### Your instructions
Those lines of the records that contain "NaiveDate" are to be located and copied.
═══ Data for analysis
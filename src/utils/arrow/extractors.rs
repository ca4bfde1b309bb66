//! Field extraction utilities for Arrow text columns
//!
//! Source feeds are read with every column as text; these helpers decode
//! single cells into typed values and report the offending cell on failure.

use arrow::array::{Array, StringArray};
use chrono::NaiveDate;

use crate::error::{Error, Result};
use crate::schema::{DateFormatConfig, parse_date_string};

/// Extract a text value, treating null and blank cells as missing
#[must_use]
pub fn extract_text(array: &StringArray, row: usize) -> Option<&str> {
    if row >= array.len() || array.is_null(row) {
        return None;
    }

    let value = array.value(row).trim();
    if value.is_empty() { None } else { Some(value) }
}

/// Extract a text value that must be present
pub fn extract_required_text<'a>(
    array: &'a StringArray,
    row: usize,
    column_name: &str,
) -> Result<&'a str> {
    extract_text(array, row).ok_or_else(|| Error::invalid_record(row, column_name, ""))
}

/// Extract a calendar date from a text cell
pub fn extract_date(
    array: &StringArray,
    row: usize,
    column_name: &str,
    config: &DateFormatConfig,
) -> Result<NaiveDate> {
    let raw = extract_required_text(array, row, column_name)?;
    parse_date_string(raw, config).ok_or_else(|| Error::invalid_record(row, column_name, raw))
}

/// Extract a non-negative integer count from a text cell
///
/// Integral floats such as `3.0` are accepted, as produced by some exports.
pub fn extract_count(array: &StringArray, row: usize, column_name: &str) -> Result<u64> {
    let raw = extract_required_text(array, row, column_name)?;
    if let Ok(value) = raw.parse::<u64>() {
        return Ok(value);
    }

    match raw.parse::<f64>() {
        Ok(value) if value >= 0.0 && value.fract() == 0.0 && value <= u64::MAX as f64 => {
            Ok(value as u64)
        }
        _ => Err(Error::invalid_record(row, column_name, raw)),
    }
}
══════
### Finished exercise
use chrono::NaiveDate;
) -> Result<NaiveDate> {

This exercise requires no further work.